R1507, a fully human monoclonal antibody targeting IGF-1R, is effective alone and in combination with rapamycin in inhibiting growth of osteosarcoma xenografts.

Background: The combination of rapamycin and R1507, a fully human IgG1 monoclonal antibody targeting the IGF-1 receptor (IGF-1R), in osteosarcoma xenograft tumors in vivo is evaluated in this report.

Procedure: Six osteosarcoma xenograft tumor models were evaluated for growth inhibition after monotherapy with R1507, rapamycin, and the combination of both drugs. Phosphorylation of proteins involved in IGF-1R signaling is evaluated at various time points by immunoblotting.

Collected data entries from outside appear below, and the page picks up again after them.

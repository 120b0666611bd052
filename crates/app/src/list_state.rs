//! State shared by every entity list page.
//!
//! Pages fetch the full filtered list once per applied query, then sort and
//! slice it locally for the table and the pager.

use std::future::Future;

use client::{ApiClient, RequestGuard};
use dioxus::prelude::*;
use shared_types::{AppError, ListQuery, UserQuery};
use shared_ui::{
    clamp_page, page_slice, sort_rows, total_pages, use_toast, Column, SortState,
};

use crate::auth::use_auth;
use crate::notify::report_error;

/// The parts of a list query the filter bar edits.
pub trait FilterQuery: Clone + PartialEq + 'static {
    fn search(&self) -> &str;

    /// The status filter key, empty for "all".
    fn status(&self) -> &str;

    fn with_search(&self, search: String) -> Self;

    fn with_status(&self, status: String) -> Self;

    /// Drop search text and status, keeping anything page-fixed.
    fn cleared(&self) -> Self;
}

impl FilterQuery for ListQuery {
    fn search(&self) -> &str {
        &self.search
    }

    fn status(&self) -> &str {
        &self.status
    }

    fn with_search(&self, search: String) -> Self {
        Self {
            search,
            ..self.clone()
        }
    }

    fn with_status(&self, status: String) -> Self {
        Self {
            status,
            ..self.clone()
        }
    }

    fn cleared(&self) -> Self {
        Self::default()
    }
}

/// Users are filtered by KYC status; the role is fixed by the page.
impl FilterQuery for UserQuery {
    fn search(&self) -> &str {
        &self.search
    }

    fn status(&self) -> &str {
        &self.kyc_status
    }

    fn with_search(&self, search: String) -> Self {
        Self {
            search,
            ..self.clone()
        }
    }

    fn with_status(&self, kyc_status: String) -> Self {
        Self {
            kyc_status,
            ..self.clone()
        }
    }

    fn cleared(&self) -> Self {
        Self {
            role: self.role,
            ..Self::default()
        }
    }
}

/// The page of rows handed to the table, plus pager inputs.
#[derive(Debug, Clone, PartialEq)]
pub struct PageView<T> {
    pub rows: Vec<T>,
    pub page: usize,
    pub total_pages: usize,
    pub total_items: usize,
}

/// Sort the full list, then cut out the requested page.
///
/// `page` is clamped so a shrinking list never leaves the pager past the end.
pub fn page_view<T: Clone>(
    rows: &[T],
    columns: &[Column<T>],
    sort: Option<SortState>,
    page: usize,
    page_size: usize,
) -> PageView<T> {
    let sorted = sort_rows(rows, columns, sort);
    let total = total_pages(sorted.len(), page_size);
    let page = clamp_page(page, total);
    PageView {
        rows: page_slice(&sorted, page, page_size).to_vec(),
        page,
        total_pages: total,
        total_items: sorted.len(),
    }
}

/// Signals behind one list page.
///
/// The applied `query` is what was last sent to the backend; `search_input`
/// is the text box, applied on submit.
pub struct ListState<T: 'static, Q: 'static> {
    pub rows: Signal<Vec<T>>,
    pub loading: Signal<bool>,
    pub failed: Signal<bool>,
    pub query: Signal<Q>,
    pub search_input: Signal<String>,
    pub page: Signal<usize>,
    pub sort: Signal<Option<SortState>>,
    reload: Signal<u64>,
}

impl<T: 'static, Q: 'static> Clone for ListState<T, Q> {
    fn clone(&self) -> Self {
        *self
    }
}

impl<T: 'static, Q: 'static> Copy for ListState<T, Q> {}

impl<T: 'static, Q: 'static> PartialEq for ListState<T, Q> {
    fn eq(&self, other: &Self) -> bool {
        self.rows == other.rows && self.query == other.query
    }
}

impl<T: Clone + 'static, Q: FilterQuery> ListState<T, Q> {
    /// Apply the search box text.
    pub fn submit_search(&mut self) {
        let search = self.search_input.peek().trim().to_string();
        let next = self.query.peek().with_search(search);
        self.apply(next);
    }

    /// Status filters apply as soon as they change.
    pub fn set_status(&mut self, status: String) {
        let next = self.query.peek().with_status(status);
        self.apply(next);
    }

    /// Clear search text and status filter.
    pub fn reset(&mut self) {
        self.search_input.set(String::new());
        let next = self.query.peek().cleared();
        self.apply(next);
    }

    /// Re-run the current query.
    pub fn retry(&mut self) {
        *self.reload.write() += 1;
    }

    pub fn set_page(&mut self, page: usize) {
        self.page.set(page);
    }

    /// Whether any filter is applied, for the Reset button.
    pub fn is_filtered(&self) -> bool {
        let query = self.query.read();
        !query.search().is_empty() || !query.status().is_empty()
    }

    /// Replace the first row matching `matches`, e.g. after a KYC decision.
    pub fn replace_row(&mut self, matches: impl Fn(&T) -> bool, row: T) {
        let mut rows = self.rows.write();
        if let Some(slot) = rows.iter_mut().find(|r| matches(r)) {
            *slot = row;
        }
    }

    /// Current page of rows, sorted by the table's sort state.
    pub fn view(&self, columns: &[Column<T>], page_size: usize) -> PageView<T> {
        page_view(
            &self.rows.read(),
            columns,
            *self.sort.read(),
            *self.page.read(),
            page_size,
        )
    }

    fn apply(&mut self, next: Q) {
        self.page.set(1);
        if *self.query.peek() != next {
            self.query.set(next);
        }
    }
}

/// Create list state and keep it fetched.
///
/// `fetch` runs whenever the applied query changes or on retry. Failures
/// are reported as toasts (a `401` also ends the session), clear the rows
/// and mark the list failed so the table offers a retry.
pub fn use_list_state<T, Q, F, Fut>(
    what: &'static str,
    initial: impl FnOnce() -> Q,
    fetch: F,
) -> ListState<T, Q>
where
    T: Clone + 'static,
    Q: FilterQuery,
    F: Fn(ApiClient, Q) -> Fut + 'static,
    Fut: Future<Output = Result<Vec<T>, AppError>> + 'static,
{
    let auth = use_auth();
    let toasts = use_toast();
    use_list_fetch(
        what,
        initial,
        move |query| fetch(auth.client(), query),
        move |err: AppError| report_error(auth, toasts, &format!("Could not load {what}"), &err),
    )
}

/// The fetch loop behind [`use_list_state`], without the app contexts.
///
/// Each run takes a [`RequestGuard`] ticket; a response that is no longer
/// current is dropped, whichever order the responses arrive in.
pub fn use_list_fetch<T, Q, F, Fut>(
    what: &'static str,
    initial: impl FnOnce() -> Q,
    fetch: F,
    on_error: impl FnMut(AppError) + 'static,
) -> ListState<T, Q>
where
    T: Clone + 'static,
    Q: FilterQuery,
    F: Fn(Q) -> Fut + 'static,
    Fut: Future<Output = Result<Vec<T>, AppError>> + 'static,
{
    let mut rows = use_signal(Vec::<T>::new);
    let mut loading = use_signal(|| true);
    let mut failed = use_signal(|| false);
    let query = use_signal(initial);
    let search_input = use_signal(String::new);
    let page = use_signal(|| 1usize);
    let sort = use_signal(|| None::<SortState>);
    let reload = use_signal(|| 0u64);
    let mut guard = use_signal(RequestGuard::new);
    let on_error = use_callback(on_error);

    use_effect(move || {
        let q = query.read().clone();
        let _ = reload();
        let ticket = guard.write().issue();
        loading.set(true);
        let request = fetch(q);
        spawn(async move {
            let result = request.await;
            if !guard.peek().is_current(ticket) {
                tracing::debug!(what, "Dropping superseded list response");
                return;
            }
            loading.set(false);
            match result {
                Ok(list) => {
                    tracing::debug!(what, count = list.len(), "List loaded");
                    rows.set(list);
                    failed.set(false);
                }
                Err(err) => {
                    rows.set(Vec::new());
                    failed.set(true);
                    on_error.call(err);
                }
            }
        });
    });

    ListState {
        rows,
        loading,
        failed,
        query,
        search_input,
        page,
        sort,
        reload,
    }
}

/// List state with fixed contents and no fetch, for rendering tests.
#[cfg(test)]
pub(crate) fn use_fixed_list_state<T: Clone + 'static, Q: FilterQuery>(
    rows: Vec<T>,
    query: Q,
    loading: bool,
    failed: bool,
) -> ListState<T, Q> {
    ListState {
        rows: use_signal(move || rows),
        loading: use_signal(move || loading),
        failed: use_signal(move || failed),
        query: use_signal(move || query),
        search_input: use_signal(String::new),
        page: use_signal(|| 1usize),
        sort: use_signal(|| None::<SortState>),
        reload: use_signal(|| 0u64),
    }
}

Results: IGF-1R was expressed in five of the six human osteosarcoma tumor lines. Objective responses to R1507 were seen in four of the six tumor lines (OS1, OS2, OS9, and OS17) including one complete response in OS1. IGF-1R protein levels did not predict degree of response to R1507 in the sensitive tumors. However, in one of the two R1507-resistant tumors (OS33), there was a minimal expression of IGF-1R. An increase in AKT phosphorylation was observed in all the osteosarcoma tumors treated with rapamycin. However, phosphorylation of AKT was inhibited when rapamycin was used in combination with R1507. In three of the xenograft tumor lines, there was an improvement in response when R1507 was used in combination with rapamycin.

Conclusions: IGF-1R inhibition by R1507 induced tumor growth delays and improvement in event-free survival in four of six osteosarcoma xenograft tumor lines. R1507 negates increased signaling through AKT in response to mammalian target of rapamycin inhibition, suggesting that the combination is worthy of further evaluation in patients. As R1507 and other IGF-1R inhibitors advance in clinical trials, it will be important to understand biomarkers of response and pathways of resistance.